Material provided:
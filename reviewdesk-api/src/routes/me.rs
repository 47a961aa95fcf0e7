/// Current user endpoint
///
/// ```text
/// GET /v1/me
/// Authorization: Bearer <token>
/// ```
///
/// Returns the verified identity record. No account is resolved for this
/// route, so it answers for users without any membership too.

use crate::error::ApiResult;
use axum::{Extension, Json};
use reviewdesk_shared::auth::{identity::User, resolver::ResolvedContext};

pub async fn current_user(Extension(ctx): Extension<ResolvedContext>) -> ApiResult<Json<User>> {
    Ok(Json(ctx.user))
}
/// Authorization middleware
///
/// Each function is one reusable wrapper, attached with
/// `axum::middleware::from_fn_with_state`. On success the
/// [`ResolvedContext`] is inserted into request extensions for handlers to
/// extract; on failure the request never reaches the handler.
///
/// Checks that need the operation's target run in the handler. When one of
/// them fails, its [`AuthFailure`] comes back on the response and the
/// wrapper audits it. Logged routes record `api_access` only after the
/// handler succeeded.
///
/// | Wrapper | Stages |
/// |---|---|
/// | [`user_access`] | identity |
/// | [`account_access`] | identity, account, membership |
/// | [`owner_access`] | same, plus the owner role and an `api_access` event |
/// | [`admin_access`] | identity, admin flag, `api_access` event |
/// | [`cron_access`] | cron shared secret only |
///
/// # Example
///
/// ```no_run
/// use axum::{middleware::from_fn_with_state, routing::get, Extension, Router};
/// use reviewdesk_api::{app::AppState, middleware::auth::account_access};
/// use reviewdesk_shared::auth::resolver::ResolvedContext;
///
/// async fn handler(Extension(ctx): Extension<ResolvedContext>) -> String {
///     format!("user {}", ctx.user_id())
/// }
///
/// fn routes(state: AppState) -> Router<AppState> {
///     Router::new()
///         .route("/", get(handler))
///         .layer(from_fn_with_state(state, account_access))
/// }
/// ```

use axum::{
    extract::{OriginalUri, Request, State},
    middleware::Next,
    response::Response,
};
use reviewdesk_shared::auth::{
    error::AuthFailure,
    resolver::{AuthOptions, RequestMeta, ResolvedContext},
};

use crate::{app::AppState, error::ApiError};

/// Verified user, no account
pub async fn user_access(
    State(state): State<AppState>,
    req: Request,
    next: Next,
) -> Result<Response, ApiError> {
    authorize(&state, AuthOptions::USER, req, next).await
}

/// Verified user acting on a resolved account
pub async fn account_access(
    State(state): State<AppState>,
    req: Request,
    next: Next,
) -> Result<Response, ApiError> {
    authorize(&state, AuthOptions::ACCOUNT, req, next).await
}

/// Owner of the resolved account, with an audit record of every success
pub async fn owner_access(
    State(state): State<AppState>,
    req: Request,
    next: Next,
) -> Result<Response, ApiError> {
    authorize(&state, AuthOptions::OWNER, req, next).await
}

/// Platform admin, account-independent
pub async fn admin_access(
    State(state): State<AppState>,
    req: Request,
    next: Next,
) -> Result<Response, ApiError> {
    authorize(&state, AuthOptions::ADMIN, req, next).await
}

/// Scheduled jobs
///
/// Checks only the cron secret. No identity, account or membership lookup
/// runs for these requests. Rejections are audited without an actor.
pub async fn cron_access(
    State(state): State<AppState>,
    req: Request,
    next: Next,
) -> Result<Response, ApiError> {
    if let Err(failure) = state.cron.authorize(req.headers()) {
        state
            .resolver
            .record_failure(None, &request_meta(&req), &failure);
        return Err(failure.into());
    }

    Ok(next.run(req).await)
}

async fn authorize(
    state: &AppState,
    options: AuthOptions,
    mut req: Request,
    next: Next,
) -> Result<Response, ApiError> {
    let meta = request_meta(&req);
    let context = state.resolver.authorize(req.headers(), &meta, options).await?;

    req.extensions_mut().insert(context.clone());
    let response = next.run(req).await;

    audit_outcome(state, options, &context, &meta, &response);
    Ok(response)
}

fn audit_outcome(
    state: &AppState,
    options: AuthOptions,
    context: &ResolvedContext,
    meta: &RequestMeta,
    response: &Response,
) {
    if let Some(failure) = response.extensions().get::<AuthFailure>() {
        state.resolver.record_failure(Some(context), meta, failure);
    } else if options.log_access && response.status().is_success() {
        state.resolver.record_access(context, meta);
    }
}

fn request_meta(req: &Request) -> RequestMeta {
    // Nested routers see a stripped path; audit the full one
    let path = req
        .extensions()
        .get::<OriginalUri>()
        .map(|uri| uri.path().to_string())
        .unwrap_or_else(|| req.uri().path().to_string());

    RequestMeta::from_request(req.method(), &path, req.headers())
}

Task details: Transcribe the records from their first line. Stop after the line with "fn current_user(Extension(ctx): Extension<ResolvedContext>)", including it.

Solution to this exercise:
filename reviewdesk-api/src/routes/me.rs
repository 47a961aa95fcf0e7
/// Current user endpoint
///
/// ```text
/// GET /v1/me
/// Authorization: Bearer <token>
/// ```
///
/// Returns the verified identity record. No account is resolved for this
/// route, so it answers for users without any membership too.

use crate::error::ApiResult;
use axum::{Extension, Json};
use reviewdesk_shared::auth::{identity::User, resolver::ResolvedContext};

pub async fn current_user(Extension(ctx): Extension<ResolvedContext>) -> ApiResult<Json<User>> {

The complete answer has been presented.